В середине мая я уезжал на два с половиной месяца в Ялту, где вплотную и собирался заняться новой редакцией книги. Эдуард, когда я зашел к нему попрощаться, спохватился вдруг, что в доме нет не только рекомендованного ему врачами красного вина, выгоняющего, как понял Стрельцов, из организма радиацию, но и никакой выпивки вообще…
Антиалкогольный абсурд продолжался — и в чужом (в его то есть) районе я ничем не мог ему помочь. Кто поверит, если я скажу, что пришел за водкой для Стрельцова? Но записки мясникам он почему-то писать не захотел — сказал, что сходим вместе — и не к мясникам, а есть другое место.
И он начал одеваться.
Рубашку, вельветовые брюки, башмаки он натягивал на себя не меньше получаса. Потом, не вставая с табурета, он зажмурил от усталости глаза — и, не размыкая век, попросил меня дотянуться до верха шкафа: «Возьми деньги!» На шкафу лежала зеленая пачечка пятидесятирублевок — заначка умирающего от жены — деньги, скорее всего заработанные Стрельцовым последним в его жизни выходом на поле. А может быть, и нет — просто деньги, полученные по больничному листу. Какая разница?

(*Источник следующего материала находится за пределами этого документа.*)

//! PolicyAide dashboard HTTP API
//!
//! Axum-based service over the trace/span telemetry tables. The Streamlit-era
//! dashboard's widgets map onto JSON endpoints consumed by `policyaide-cli`.
//!
//! Architecture: each endpoint has a thin axum handler that delegates to a pure
//! inner function. The inner functions are directly testable without axum
//! dispatch machinery.
//!
//! Endpoints:
//! - GET  /health               — health check with DB status
//! - GET  /version              — server version info
//! - GET  /agents               — latest system instructions per agent
//! - GET  /agents/performance   — per-agent run/duration/token aggregates
//! - GET  /traces?limit=N       — recent traces with span counts
//! - GET  /traces/{id}/spans    — spans of one trace
//! - POST /agents/instructions  — append an instruction_update span

use std::sync::Arc;

use anyhow::Result;
use axum::extract::{Path, Query, State};
use axum::http::StatusCode;
use axum::response::IntoResponse;
use axum::routing::{get, post};
use axum::{Json, Router};
use policyaide_core::{telemetry, PolicyAideConfig, PolicyAideError};
use serde::{Deserialize, Serialize};
use sqlx::PgPool;
use tokio::net::TcpListener;
use tokio::sync::broadcast;

/// Limit clamp for the trace list.
const MAX_TRACE_LIMIT: i64 = 200;

/// Shared state for all HTTP handlers
#[derive(Clone)]
pub struct HttpState {
    pub pool: PgPool,
    pub config: PolicyAideConfig,
}

/// Build the Axum router with all endpoints
pub fn build_router(state: Arc<HttpState>) -> Router {
    Router::new()
        .route("/health", get(health_handler))
        .route("/version", get(version_handler))
        .route("/agents", get(agents_handler))
        .route("/agents/performance", get(performance_handler))
        .route("/agents/instructions", post(instructions_handler))
        .route("/traces", get(traces_handler))
        .route("/traces/:trace_id/spans", get(trace_spans_handler))
        .with_state(state)
}

/// Start the HTTP server on the configured address.
/// Gracefully shuts down when the broadcast shutdown signal fires.
pub async fn start_http_server(
    pool: PgPool,
    config: PolicyAideConfig,
    mut shutdown: broadcast::Receiver<()>,
) -> Result<()> {
    let addr = format!("{}:{}", config.dashboard.host, config.dashboard.port);
    let state = Arc::new(HttpState { pool, config });

    let app = build_router(state);
    let listener = TcpListener::bind(&addr).await?;
    tracing::info!("PolicyAide dashboard API listening on http://{}", addr);

    axum::serve(listener, app)
        .with_graceful_shutdown(async move {
            let _ = shutdown.recv().await;
            tracing::info!("HTTP server shutting down...");
        })
        .await?;

    Ok(())
}

// ============================================================================
// Request / Response DTOs
// ============================================================================

#[derive(Debug, Deserialize, Default)]
pub struct TracesQuery {
    pub limit: Option<i64>,
}

#[derive(Debug, Deserialize)]
pub struct SaveInstructionsRequest {
    pub agent_name: Option<String>,
    pub instructions: Option<String>,
}

/// Standard HTTP error response
#[derive(Debug, Serialize)]
pub struct ErrorResponse {
    pub error: String,
    pub status: String,
}

impl ErrorResponse {
    pub fn new(msg: impl Into<String>) -> Self {
        Self {
            error: msg.into(),
            status: "error".to_string(),
        }
    }
}

fn error_body(msg: impl std::fmt::Display) -> serde_json::Value {
    serde_json::json!({
        "error": msg.to_string(),
        "status": "error",
    })
}

// ============================================================================
// Inner (directly testable) business logic functions
// ============================================================================

/// Inner health check — queries DB and returns (status_code, json_body).
pub async fn health_inner(pool: &PgPool) -> (StatusCode, serde_json::Value) {
    let pg_ver = match policyaide_core::db::health_check(pool).await {
        Ok(v) => v,
        Err(e) => {
            return (
                StatusCode::SERVICE_UNAVAILABLE,
                serde_json::json!({
                    "status": "unhealthy",
                    "error": e.to_string(),
                }),
            );
        }
    };

    (
        StatusCode::OK,
        serde_json::json!({
            "status": "healthy",
            "version": env!("CARGO_PKG_VERSION"),
            "postgresql": pg_ver,
        }),
    )
}

/// Inner version — returns version info (pure, no IO).
pub fn version_inner() -> serde_json::Value {
    serde_json::json!({
        "version": env!("CARGO_PKG_VERSION"),
        "service": "policyaide/1",
    })
}

/// Inner agents list — latest instructions per agent.
pub async fn agents_inner(pool: &PgPool) -> (StatusCode, serde_json::Value) {
    match telemetry::agent_instructions(pool).await {
        Ok(agents) => {
            let count = agents.len();
            (
                StatusCode::OK,
                serde_json::json!({
                    "agents": agents,
                    "count": count,
                }),
            )
        }
        Err(e) => (StatusCode::INTERNAL_SERVER_ERROR, error_body(e)),
    }
}

/// Inner performance aggregates.
pub async fn performance_inner(pool: &PgPool) -> (StatusCode, serde_json::Value) {
    match telemetry::agent_performance(pool).await {
        Ok(rows) => {
            let count = rows.len();
            (
                StatusCode::OK,
                serde_json::json!({
                    "agents": rows,
                    "count": count,
                }),
            )
        }
        Err(e) => (StatusCode::INTERNAL_SERVER_ERROR, error_body(e)),
    }
}

/// Inner trace list — limit clamped to [1, MAX_TRACE_LIMIT], default from config.
pub async fn traces_inner(
    pool: &PgPool,
    config: &PolicyAideConfig,
    limit: Option<i64>,
) -> (StatusCode, serde_json::Value) {
    let limit = limit
        .unwrap_or(config.dashboard.recent_trace_limit)
        .clamp(1, MAX_TRACE_LIMIT);

    match telemetry::recent_traces(pool, limit).await {
        Ok(traces) => {
            let count = traces.len();
            (
                StatusCode::OK,
                serde_json::json!({
                    "traces": traces,
                    "count": count,
                }),
            )
        }
        Err(e) => (StatusCode::INTERNAL_SERVER_ERROR, error_body(e)),
    }
}

/// Inner spans-of-trace. A trace with zero spans yields an empty list with
/// zero aggregates rather than an error.
pub async fn trace_spans_inner(pool: &PgPool, trace_id: &str) -> (StatusCode, serde_json::Value) {
    match telemetry::trace_spans(pool, trace_id).await {
        Ok(spans) => {
            let total_tokens: i64 = spans.iter().map(|s| s.total_tokens()).sum();
            let span_count = spans.len();
            (
                StatusCode::OK,
                serde_json::json!({
                    "trace_id": trace_id,
                    "spans": spans,
                    "span_count": span_count,
                    "total_tokens": total_tokens,
                }),
            )
        }
        Err(e) => (StatusCode::INTERNAL_SERVER_ERROR, error_body(e)),
    }
}

/// Inner instruction save — 400 for blank input, 200 with the new span id.
pub async fn save_instructions_inner(
    pool: &PgPool,
    req: SaveInstructionsRequest,
) -> (StatusCode, serde_json::Value) {
    let agent_name = req.agent_name.unwrap_or_default();
    let instructions = req.instructions.unwrap_or_default();

    match telemetry::record_instruction_update(pool, &agent_name, &instructions).await {
        Ok(span_id) => (
            StatusCode::OK,
            serde_json::json!({
                "saved": true,
                "agent_name": agent_name.trim(),
                "span_id": span_id,
            }),
        ),
        Err(PolicyAideError::Validation(msg)) => (StatusCode::BAD_REQUEST, error_body(msg)),
        Err(e) => (StatusCode::INTERNAL_SERVER_ERROR, error_body(e)),
    }
}

// ============================================================================
// Axum handler wrappers (thin — delegate to inner functions)
// ============================================================================

pub async fn health_handler(State(state): State<Arc<HttpState>>) -> impl IntoResponse {
    let (status, body) = health_inner(&state.pool).await;
    (status, Json(body))
}

pub async fn version_handler() -> impl IntoResponse {
    (StatusCode::OK, Json(version_inner()))
}

pub async fn agents_handler(State(state): State<Arc<HttpState>>) -> impl IntoResponse {
    let (status, body) = agents_inner(&state.pool).await;
    (status, Json(body))
}

pub async fn performance_handler(State(state): State<Arc<HttpState>>) -> impl IntoResponse {
    let (status, body) = performance_inner(&state.pool).await;
    (status, Json(body))
}

pub async fn traces_handler(
    State(state): State<Arc<HttpState>>,
    Query(query): Query<TracesQuery>,
) -> impl IntoResponse {
    let (status, body) = traces_inner(&state.pool, &state.config, query.limit).await;
    (status, Json(body))
}

pub async fn trace_spans_handler(
    State(state): State<Arc<HttpState>>,
    Path(trace_id): Path<String>,
) -> impl IntoResponse {
    let (status, body) = trace_spans_inner(&state.pool, &trace_id).await;
    (status, Json(body))
}

pub async fn instructions_handler(
    State(state): State<Arc<HttpState>>,
    Json(req): Json<SaveInstructionsRequest>,
) -> impl IntoResponse {
    let (status, body) = save_instructions_inner(&state.pool, req).await;
    (status, Json(body))
}

// ============================================================================
// Unit Tests — pure pieces only; DB-backed paths live in tests/
// ============================================================================

#[cfg(test)]
mod tests {
    use super::*;

    // ========================================================================
    // TEST 1: version_inner is pure and returns correct fields
    // ========================================================================
    #[test]
    fn test_version_inner_pure() {
        let v = version_inner();
        assert!(v["version"].is_string(), "version must be string");
        assert_eq!(v["service"], "policyaide/1", "service must be policyaide/1");
    }

    // ========================================================================
    // TEST 2: ErrorResponse serializes with the standard shape
    // ========================================================================
    #[test]
    fn test_error_response_shape() {
        let body = serde_json::to_value(ErrorResponse::new("boom")).unwrap();
        assert_eq!(body["error"], "boom");
        assert_eq!(body["status"], "error");
    }

    // ========================================================================
    // TEST 3: error_body matches ErrorResponse
    // ========================================================================
    #[test]
    fn test_error_body_shape() {
        let body = error_body("db exploded");
        assert_eq!(body["error"], "db exploded");
        assert_eq!(body["status"], "error");
    }
}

Мы спустились на лифте вниз — и пошли вокруг дома длиной в полквартала. Я вспомнил Баталова в фильме про облученного физика. Мы шли вместе со Стрельцовым, но в этом походе он оставался один. От облучения у него вылезли последние волосы — он стеснялся голой головы и носил серый Раисин берет, залихватски сдвинутый на ухо…
В пункте приема стеклотары сделали вид, что не замечают изменений во внешности Анатольевича. Он купил две бутылки водки — одной, подумал я, он не обошелся бы и на смертном одре. Но когда мы с продолжительными остановками добрались до квартиры, Эдик сказал, что вот сегодня выпьет, а завтра пить не будет.
И действительно, он больше не курил и не пил. Врачи на Каширке настоятельно советовали ему пить хотя бы по рюмочке коньяку. Но коньяк так и стоял у него в палате, а он за оставшиеся ему месяцы сделал, может быть, несколько глоточков.